- **TASK**
In the data below, the answer is the run of lines from the line containing "pub fn with(mut" through the line containing "impl SecretStore for InMemorySecretStore", both included; print it exactly and nothing else.

- **INPUT FOR THIS TASK**
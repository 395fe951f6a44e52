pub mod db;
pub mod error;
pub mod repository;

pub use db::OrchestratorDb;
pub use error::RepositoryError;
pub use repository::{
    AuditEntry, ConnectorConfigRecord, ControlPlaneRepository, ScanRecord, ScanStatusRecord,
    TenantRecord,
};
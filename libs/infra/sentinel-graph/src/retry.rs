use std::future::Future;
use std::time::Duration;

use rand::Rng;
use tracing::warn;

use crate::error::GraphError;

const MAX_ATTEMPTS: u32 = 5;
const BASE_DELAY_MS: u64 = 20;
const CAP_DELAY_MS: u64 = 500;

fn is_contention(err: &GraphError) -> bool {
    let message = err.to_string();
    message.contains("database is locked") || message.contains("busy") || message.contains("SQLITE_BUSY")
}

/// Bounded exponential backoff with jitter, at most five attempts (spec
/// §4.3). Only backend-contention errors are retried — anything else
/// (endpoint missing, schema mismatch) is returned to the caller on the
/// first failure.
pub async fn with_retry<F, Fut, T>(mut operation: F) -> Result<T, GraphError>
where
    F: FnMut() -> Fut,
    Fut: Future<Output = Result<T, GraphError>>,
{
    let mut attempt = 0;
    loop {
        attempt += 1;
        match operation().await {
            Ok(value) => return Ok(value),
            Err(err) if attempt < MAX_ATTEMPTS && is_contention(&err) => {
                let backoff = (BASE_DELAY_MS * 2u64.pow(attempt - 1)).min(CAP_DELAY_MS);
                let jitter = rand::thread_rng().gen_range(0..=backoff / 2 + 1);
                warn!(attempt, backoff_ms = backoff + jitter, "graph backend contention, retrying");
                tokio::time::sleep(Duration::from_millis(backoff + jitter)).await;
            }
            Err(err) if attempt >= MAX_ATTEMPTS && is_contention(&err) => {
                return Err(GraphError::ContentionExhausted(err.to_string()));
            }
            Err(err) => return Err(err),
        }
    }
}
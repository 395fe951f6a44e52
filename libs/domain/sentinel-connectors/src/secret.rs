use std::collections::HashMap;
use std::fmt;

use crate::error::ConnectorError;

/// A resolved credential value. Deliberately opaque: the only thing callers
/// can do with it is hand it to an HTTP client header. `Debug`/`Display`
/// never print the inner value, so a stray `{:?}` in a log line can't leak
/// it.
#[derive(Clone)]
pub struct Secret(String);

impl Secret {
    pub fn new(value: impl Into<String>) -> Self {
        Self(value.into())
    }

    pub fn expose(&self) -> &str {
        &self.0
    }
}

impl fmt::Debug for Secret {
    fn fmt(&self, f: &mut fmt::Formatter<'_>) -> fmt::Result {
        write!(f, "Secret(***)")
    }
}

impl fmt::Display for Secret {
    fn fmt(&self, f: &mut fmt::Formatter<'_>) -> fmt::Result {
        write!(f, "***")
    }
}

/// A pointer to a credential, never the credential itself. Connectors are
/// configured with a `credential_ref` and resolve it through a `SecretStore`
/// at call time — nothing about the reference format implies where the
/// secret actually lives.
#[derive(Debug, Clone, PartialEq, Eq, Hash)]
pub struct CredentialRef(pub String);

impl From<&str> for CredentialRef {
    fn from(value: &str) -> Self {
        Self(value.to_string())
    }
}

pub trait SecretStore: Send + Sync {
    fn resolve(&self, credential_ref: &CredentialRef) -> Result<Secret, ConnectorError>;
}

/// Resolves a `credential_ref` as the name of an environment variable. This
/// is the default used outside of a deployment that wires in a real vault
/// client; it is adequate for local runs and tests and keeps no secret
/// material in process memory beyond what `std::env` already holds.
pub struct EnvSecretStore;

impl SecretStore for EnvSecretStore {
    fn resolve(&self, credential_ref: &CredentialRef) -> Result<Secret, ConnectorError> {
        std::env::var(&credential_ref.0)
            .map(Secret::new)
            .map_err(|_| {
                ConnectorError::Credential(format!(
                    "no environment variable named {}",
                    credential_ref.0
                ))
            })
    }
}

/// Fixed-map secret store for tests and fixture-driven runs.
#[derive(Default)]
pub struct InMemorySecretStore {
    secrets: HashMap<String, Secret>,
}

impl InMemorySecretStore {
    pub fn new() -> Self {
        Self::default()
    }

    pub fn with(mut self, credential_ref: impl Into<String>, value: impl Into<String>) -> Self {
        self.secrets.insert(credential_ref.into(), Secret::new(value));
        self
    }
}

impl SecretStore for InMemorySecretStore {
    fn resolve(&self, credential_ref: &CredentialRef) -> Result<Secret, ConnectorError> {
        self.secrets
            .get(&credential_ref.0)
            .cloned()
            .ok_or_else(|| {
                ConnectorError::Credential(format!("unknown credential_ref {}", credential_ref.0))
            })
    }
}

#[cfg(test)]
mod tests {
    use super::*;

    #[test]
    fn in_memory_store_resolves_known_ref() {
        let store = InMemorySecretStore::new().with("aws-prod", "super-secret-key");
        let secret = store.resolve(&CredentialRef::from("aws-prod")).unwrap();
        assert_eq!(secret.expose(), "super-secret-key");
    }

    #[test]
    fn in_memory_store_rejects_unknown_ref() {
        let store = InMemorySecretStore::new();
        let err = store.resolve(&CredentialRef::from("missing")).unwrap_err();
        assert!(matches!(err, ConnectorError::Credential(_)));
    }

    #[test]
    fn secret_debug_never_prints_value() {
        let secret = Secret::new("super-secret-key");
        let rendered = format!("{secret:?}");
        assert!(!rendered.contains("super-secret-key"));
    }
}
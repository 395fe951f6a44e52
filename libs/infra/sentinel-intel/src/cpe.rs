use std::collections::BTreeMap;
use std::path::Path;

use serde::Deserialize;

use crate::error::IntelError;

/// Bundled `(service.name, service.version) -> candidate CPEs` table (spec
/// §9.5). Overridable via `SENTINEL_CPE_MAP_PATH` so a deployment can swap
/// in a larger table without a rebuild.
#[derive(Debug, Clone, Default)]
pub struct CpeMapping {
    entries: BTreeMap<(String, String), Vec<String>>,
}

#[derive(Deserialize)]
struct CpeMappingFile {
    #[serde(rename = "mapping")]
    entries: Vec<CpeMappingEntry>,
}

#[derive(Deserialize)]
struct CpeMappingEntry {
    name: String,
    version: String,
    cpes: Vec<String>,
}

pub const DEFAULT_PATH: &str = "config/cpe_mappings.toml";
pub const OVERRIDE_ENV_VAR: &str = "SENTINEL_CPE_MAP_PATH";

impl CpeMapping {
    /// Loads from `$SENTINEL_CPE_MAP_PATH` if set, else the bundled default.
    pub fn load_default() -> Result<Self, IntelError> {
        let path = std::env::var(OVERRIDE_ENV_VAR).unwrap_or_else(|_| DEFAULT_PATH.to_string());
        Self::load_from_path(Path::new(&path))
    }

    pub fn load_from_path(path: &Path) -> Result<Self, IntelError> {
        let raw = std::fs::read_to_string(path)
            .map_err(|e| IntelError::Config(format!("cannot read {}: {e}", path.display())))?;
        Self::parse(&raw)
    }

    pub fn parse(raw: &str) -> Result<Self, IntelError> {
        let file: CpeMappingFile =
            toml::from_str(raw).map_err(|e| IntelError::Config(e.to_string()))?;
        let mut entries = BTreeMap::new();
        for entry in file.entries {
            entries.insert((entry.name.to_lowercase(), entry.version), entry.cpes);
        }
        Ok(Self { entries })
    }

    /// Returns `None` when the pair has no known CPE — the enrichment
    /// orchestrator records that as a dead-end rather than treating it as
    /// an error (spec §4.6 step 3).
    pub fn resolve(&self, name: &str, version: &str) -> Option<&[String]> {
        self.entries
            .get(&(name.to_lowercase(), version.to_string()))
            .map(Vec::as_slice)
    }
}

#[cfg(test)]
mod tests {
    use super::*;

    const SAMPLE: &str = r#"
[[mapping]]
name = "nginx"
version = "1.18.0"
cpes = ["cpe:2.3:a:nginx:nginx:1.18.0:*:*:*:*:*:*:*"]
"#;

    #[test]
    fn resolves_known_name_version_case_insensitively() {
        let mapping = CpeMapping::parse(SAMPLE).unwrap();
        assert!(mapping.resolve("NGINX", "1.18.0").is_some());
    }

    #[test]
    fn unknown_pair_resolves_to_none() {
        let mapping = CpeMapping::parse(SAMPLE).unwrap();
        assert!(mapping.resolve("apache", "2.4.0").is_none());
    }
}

- **ANSWER SPACE**
    pub fn with(mut self, credential_ref: impl Into<String>, value: impl Into<String>) -> Self {
        self.secrets.insert(credential_ref.into(), Secret::new(value));
        self
    }
}

impl SecretStore for InMemorySecretStore {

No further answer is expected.